Sebagai sanksi awal dan preventif, organisasi Himpunan Mahasiswa Teknologi Pertanian (Himateta) telah resmi dibekukan untuk jangka waktu satu tahun. Pihak kampus juga menyatakan akan mengevaluasi seluruh prosedur perizinan kegiatan organisasi kemahasiswaan dan memperketat pendampingan. Unsri merujuk pada Surat Edaran (SE) Rektor Nomor 0003/UN9/SE.BAK.KM/2025 yang melarang keras segala bentuk kekerasan, perpeloncoan, perundungan, pelecehan seksual, dan intoleransi dalam kegiatan PKKMB.

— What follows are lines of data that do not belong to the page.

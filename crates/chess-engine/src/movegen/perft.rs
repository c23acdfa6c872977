//! Perft (performance test) for move generator validation.
//!
//! Perft counts the number of leaf nodes at a given depth, which can be
//! compared against known-correct values to validate the move generator.
//! It walks the tree with push and pop on a single position, so it also
//! exercises make/unmake.

use crate::Position;

/// Counts the number of leaf nodes at the given depth.
pub fn perft(position: &mut Position, depth: u32) -> u64 {
    if depth == 0 {
        return 1;
    }

    let moves = position.legal_moves();

    if depth == 1 {
        return moves.len() as u64;
    }

    let mut nodes = 0u64;
    for m in &moves {
        position.push(*m);
        nodes += perft(position, depth - 1);
        position.pop();
    }
    nodes
}

/// Perft with divide - shows node count for each move at depth-1.
/// Useful for debugging to identify which moves have incorrect counts.
pub fn perft_divide(position: &mut Position, depth: u32) -> Vec<(String, u64)> {
    let moves = position.legal_moves();
    let mut results = Vec::with_capacity(moves.len());

    for m in &moves {
        position.push(*m);
        let nodes = if depth > 1 {
            perft(position, depth - 1)
        } else {
            1
        };
        position.pop();
        results.push((m.to_uci(), nodes));
    }

    results.sort_by(|a, b| a.0.cmp(&b.0));
    results
}

#[cfg(test)]
mod tests {
    use super::*;

    #[test]
    fn perft_startpos_shallow() {
        let mut position = Position::new();
        assert_eq!(perft(&mut position, 0), 1);
        assert_eq!(perft(&mut position, 1), 20);
        assert_eq!(perft(&mut position, 2), 400);
        assert_eq!(position, Position::new());
    }

    #[test]
    fn perft_divide_works() {
        let mut position = Position::new();
        let results = perft_divide(&mut position, 2);
        assert_eq!(results.len(), 20);
        assert!(results.iter().all(|(_, n)| *n == 20));
        let total: u64 = results.iter().map(|(_, n)| n).sum();
        assert_eq!(total, 400);
        assert_eq!(results[0].0, "a2a3");
    }
}
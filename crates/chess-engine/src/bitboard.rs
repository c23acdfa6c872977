//! Bitboard representation and operations.
//!
//! A bitboard is a 64-bit integer where each bit represents a square on the
//! chess board. This allows efficient parallel operations on multiple squares.

use chess_core::Square;
use std::fmt;
use std::ops::{BitAnd, BitAndAssign, BitOr, BitOrAssign, BitXor, BitXorAssign, Not};

/// A 64-bit board representation.
///
/// Bit 0 = a1, bit 1 = b1, ..., bit 63 = h8 (little-endian rank-file mapping).
#[derive(Clone, Copy, PartialEq, Eq, Hash, Default)]
pub struct Bitboard(pub u64);

impl Bitboard {
    /// Empty bitboard (no squares set).
    pub const EMPTY: Bitboard = Bitboard(0);

    /// Full bitboard (all squares set).
    pub const FULL: Bitboard = Bitboard(!0);

    // Rank masks
    pub const RANK_1: Bitboard = Bitboard(0x0000_0000_0000_00FF);
    pub const RANK_8: Bitboard = Bitboard(0xFF00_0000_0000_0000);

    /// Rank 1 and rank 8 together.
    pub const BACKRANKS: Bitboard = Bitboard(Self::RANK_1.0 | Self::RANK_8.0);

    /// b1, d1, ..., a2, c2, ...: the light squares.
    pub const LIGHT_SQUARES: Bitboard = Bitboard(0x55AA_55AA_55AA_55AA);

    /// a1, c1, ..., b2, d2, ...: the dark squares.
    pub const DARK_SQUARES: Bitboard = Bitboard(0xAA55_AA55_AA55_AA55);

    /// Creates a bitboard from a raw u64.
    #[inline]
    pub const fn new(bits: u64) -> Self {
        Bitboard(bits)
    }

    /// Creates a bitboard with a single square set.
    #[inline]
    pub const fn from_square(sq: Square) -> Self {
        Bitboard(1u64 << sq.index())
    }

    /// Returns true if the bitboard is empty.
    #[inline]
    pub const fn is_empty(self) -> bool {
        self.0 == 0
    }

    /// Returns true if the bitboard is not empty.
    #[inline]
    pub const fn is_not_empty(self) -> bool {
        self.0 != 0
    }

    /// Returns the number of set bits (population count).
    #[inline]
    pub const fn count(self) -> u32 {
        self.0.count_ones()
    }

    /// Returns true if the given square is set.
    #[inline]
    pub const fn contains(self, sq: Square) -> bool {
        (self.0 & (1u64 << sq.index())) != 0
    }

    /// Sets the given square.
    #[inline]
    pub fn set(&mut self, sq: Square) {
        self.0 |= 1u64 << sq.index();
    }

    /// Clears the given square.
    #[inline]
    pub fn clear(&mut self, sq: Square) {
        self.0 &= !(1u64 << sq.index());
    }

    /// Returns the lowest set square, if any.
    #[inline]
    pub const fn lsb(self) -> Option<Square> {
        if self.0 == 0 {
            None
        } else {
            // SAFETY: trailing_zeros of a non-zero u64 is in 0-63
            Some(unsafe { Square::from_index_unchecked(self.0.trailing_zeros() as u8) })
        }
    }

    /// Pops and returns the least significant bit.
    #[inline]
    pub fn pop_lsb(&mut self) -> Option<Square> {
        let sq = self.lsb()?;
        self.0 &= self.0 - 1;
        Some(sq)
    }
}

impl BitAnd for Bitboard {
    type Output = Self;
    #[inline]
    fn bitand(self, rhs: Self) -> Self::Output {
        Bitboard(self.0 & rhs.0)
    }
}

impl BitAndAssign for Bitboard {
    #[inline]
    fn bitand_assign(&mut self, rhs: Self) {
        self.0 &= rhs.0;
    }
}

impl BitOr for Bitboard {
    type Output = Self;
    #[inline]
    fn bitor(self, rhs: Self) -> Self::Output {
        Bitboard(self.0 | rhs.0)
    }
}

impl BitOrAssign for Bitboard {
    #[inline]
    fn bitor_assign(&mut self, rhs: Self) {
        self.0 |= rhs.0;
    }
}

impl BitXor for Bitboard {
    type Output = Self;
    #[inline]
    fn bitxor(self, rhs: Self) -> Self::Output {
        Bitboard(self.0 ^ rhs.0)
    }
}

impl BitXorAssign for Bitboard {
    #[inline]
    fn bitxor_assign(&mut self, rhs: Self) {
        self.0 ^= rhs.0;
    }
}

impl Not for Bitboard {
    type Output = Self;
    #[inline]
    fn not(self) -> Self::Output {
        Bitboard(!self.0)
    }
}

impl fmt::Debug for Bitboard {
    fn fmt(&self, f: &mut fmt::Formatter<'_>) -> fmt::Result {
        writeln!(f, "Bitboard({:#018x})", self.0)?;
        for rank in (0..8).rev() {
            write!(f, "{} ", rank + 1)?;
            for file in 0..8 {
                let sq = rank * 8 + file;
                if (self.0 >> sq) & 1 == 1 {
                    write!(f, "X ")?;
                } else {
                    write!(f, ". ")?;
                }
            }
            writeln!(f)?;
        }
        writeln!(f, "  a b c d e f g h")
    }
}

/// Iterator over set squares in a bitboard.
pub struct BitboardIter(Bitboard);

impl Iterator for BitboardIter {
    type Item = Square;

    #[inline]
    fn next(&mut self) -> Option<Self::Item> {
        self.0.pop_lsb()
    }

    #[inline]
    fn size_hint(&self) -> (usize, Option<usize>) {
        let count = self.0.count() as usize;
        (count, Some(count))
    }
}

impl ExactSizeIterator for BitboardIter {}

impl IntoIterator for Bitboard {
    type Item = Square;
    type IntoIter = BitboardIter;

    #[inline]
    fn into_iter(self) -> Self::IntoIter {
        BitboardIter(self)
    }
}

impl FromIterator<Square> for Bitboard {
    fn from_iter<I: IntoIterator<Item = Square>>(iter: I) -> Self {
        let mut bb = Bitboard::EMPTY;
        for sq in iter {
            bb.set(sq);
        }
        bb
    }
}

#[cfg(test)]
mod tests {
    use super::*;

    #[test]
    fn bitboard_from_square() {
        let bb = Bitboard::from_square(Square::A1);
        assert_eq!(bb.0, 1);
        assert!(bb.contains(Square::A1));
        assert!(!bb.contains(Square::B1));
    }

    #[test]
    fn bitboard_count() {
        assert_eq!(Bitboard::EMPTY.count(), 0);
        assert_eq!(Bitboard::FULL.count(), 64);
        assert_eq!(Bitboard(0x0101_0101_0101_0101).count(), 8);
        assert_eq!(Bitboard::RANK_1.count(), 8);
        assert_eq!(Bitboard::BACKRANKS.count(), 16);
    }

    #[test]
    fn square_colors_partition_the_board() {
        assert_eq!(Bitboard::LIGHT_SQUARES.count(), 32);
        assert_eq!(Bitboard::LIGHT_SQUARES | Bitboard::DARK_SQUARES, Bitboard::FULL);
        assert!((Bitboard::LIGHT_SQUARES & Bitboard::DARK_SQUARES).is_empty());
        for sq in Square::all() {
            assert_eq!(Bitboard::LIGHT_SQUARES.contains(sq), sq.is_light());
        }
    }

    #[test]
    fn bitboard_iterator() {
        let file_a = Bitboard(0x0101_0101_0101_0101);
        let squares: Vec<Square> = file_a.into_iter().collect();
        assert_eq!(squares.len(), 8);
        assert_eq!(squares[0], Square::A1);
        assert_eq!(squares.into_iter().collect::<Bitboard>(), file_a);
    }

    #[test]
    fn bitboard_pop_lsb() {
        let mut bb = Bitboard::new(0b1010);
        assert_eq!(bb.pop_lsb().map(|s| s.index()), Some(1));
        assert_eq!(bb.pop_lsb().map(|s| s.index()), Some(3));
        assert_eq!(bb.pop_lsb(), None);
    }

    #[test]
    fn highest_square_is_found() {
        let mut bb = Bitboard::from_square(Square::H8);
        assert_eq!(bb.lsb(), Some(Square::H8));
        assert_eq!(bb.pop_lsb(), Some(Square::H8));
        assert!(bb.is_empty());
    }
}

Sementara itu, salah satu penggerak permainan, Endi Wilandra, dikutip telah mengakui dan menyampaikan permohonan maaf atas insiden tersebut. Ia menyebut ide permainan saling cium itu muncul secara spontan bersama alumni dan dilakukan tanpa pertimbangan matang mengenai dampaknya. Unsri berkomitmen untuk memastikan bahwa semua kegiatan mahasiswa di masa depan harus mengacu pada nilai-nilai edukasi, etika, kesetaraan, dan tanggung jawab.